New Year’s Eve celebrations in Orange, Massachusetts, involve a long parade of giant puppets through the center of town.  A farm truck  tows revelers playing Thin Lizzy loudly, and your shirt feels sleeveless, spiritually.  Your sideburns ghost down over your cheeks, regardless of your gender.  A friend has manned the sweaty interior of the broad-assed mayoral figurine in prior years–this year, he’s elsewhere, celebrating with others.  The fog grows in the streets.

But the evening really begins in a parking lot, a church parking lot, where you eat mediocre Chinese food out of a bag in the front seat of a Honda Fit, double parked behind a minivan.  The New Year tastes like MSG.  The New Year is already giving you heartburn.  The New Year promises further gaseous outpourings, at inopportune moments.  The New Year is like that, sometimes.

The church, when you go in, smells like warm wax and peppermint and sweater must.  The light has gone yellow, and the night is already an aged photograph of itself.  Other people’s parents begin to fill the benches.  The New Year has a high clear voice, and a guitar, and you will forgive it for a long interlude where it forgets to sing the songs you hummed in a dark backseat on the way home from countless family outings, and sings meandering love songs in Portuguese instead.  The New Year has a way of breaking promises.

The New Year is fireworks over a midnight river.  And your cold feet, swimming around in someone else’s boots.  The next morning, the New Year will be a fever.  The first coming days are flavored with menthol.

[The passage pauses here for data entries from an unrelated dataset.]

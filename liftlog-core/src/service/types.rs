use chrono::NaiveDate;
use serde::{Deserialize, Serialize};

/// A registered user. Login is a create-or-get by name.
#[derive(Debug, Clone, PartialEq, Serialize, Deserialize)]
pub struct User {
    pub id: String,
    pub name: String,
}

/// An entry in the user's personal exercise catalog.
#[derive(Debug, Clone, PartialEq, Serialize, Deserialize)]
pub struct Exercise {
    pub id: String,
    pub name: String,
}

/// A committed set as stored by the service.
#[derive(Debug, Clone, Copy, PartialEq, Serialize, Deserialize)]
pub struct SetRecord {
    pub weight: f64,
    pub reps: u32,
}

/// One exercise row of a stored workout.
#[derive(Debug, Clone, PartialEq, Serialize, Deserialize)]
pub struct WorkoutEntryRecord {
    pub exercise_id: String,
    pub exercise_name: String,
    #[serde(default)]
    pub sets: Vec<SetRecord>,
}

/// A stored workout: one per (user, date).
#[derive(Debug, Clone, PartialEq, Serialize, Deserialize)]
pub struct WorkoutRecord {
    #[serde(default)]
    pub id: Option<String>,
    pub user_id: String,
    pub date: NaiveDate,
    #[serde(default)]
    pub exercises: Vec<WorkoutEntryRecord>,
}

impl WorkoutRecord {
    pub fn set_count(&self) -> usize {
        self.exercises.iter().map(|e| e.sets.len()).sum()
    }
}

/// Request body of the workout upsert. The whole session, never a delta.
#[derive(Debug, Clone, PartialEq, Serialize, Deserialize)]
pub struct WorkoutUpsert {
    pub date: NaiveDate,
    pub exercises: Vec<WorkoutEntryRecord>,
}

#[derive(Debug, Clone, PartialEq, Serialize, Deserialize)]
pub struct TemplateExercise {
    pub exercise_id: String,
    pub exercise_name: String,
}

impl From<&Exercise> for TemplateExercise {
    fn from(exercise: &Exercise) -> Self {
        Self {
            exercise_id: exercise.id.clone(),
            exercise_name: exercise.name.clone(),
        }
    }
}

/// A named, reusable exercise list with no set data.
#[derive(Debug, Clone, PartialEq, Serialize, Deserialize)]
pub struct Template {
    pub id: String,
    pub name: String,
    #[serde(default)]
    pub exercises: Vec<TemplateExercise>,
}

/// Request body for template create and update.
#[derive(Debug, Clone, PartialEq, Serialize, Deserialize)]
pub struct TemplateInput {
    pub name: String,
    pub exercises: Vec<TemplateExercise>,
}

/// One point of an exercise's history, oldest to newest.
#[derive(Debug, Clone, PartialEq, Serialize, Deserialize)]
pub struct ExerciseStats {
    pub date: NaiveDate,
    pub max_weight: f64,
    pub total_reps: u32,
    pub total_sets: u32,
}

And the months keep coming, waxing and waning in expectation, fattening and lying fallow in turn.  The fields fill and empty.  The foam dries on the inside of the pint glass, and the furnaces churn in their cyclical way through the secret hours of the night.  The next New Year flickers into view, and it is so many missed steps down the long staircase.  Two pots of chili, sitting squat on the spattered stove in the dim kitchen, fat with their own importance, leaking steam the way the dog’s lungs do into all of the rooms.  The New Year piles cheeses onto the dining table.  Red waxed, blue ashed, firm-rinded.  The New Year leaves its boots on the porch.  And blows smoke into your hair.

The New Year puts the hair of the dog into your glass, and a pickle in your cold hands, and demands that you dance in the kitchen.  Your feet recall their motionless pew from eleven months ago, and their gestures are sausage-clumsy across the tiles.

The New Year asks, in a dark hallway, if you are happy.  From somewhere behind the curtains, you hear its clear, high voice from last winter, singing.

It wants you to know that it played real good, for free.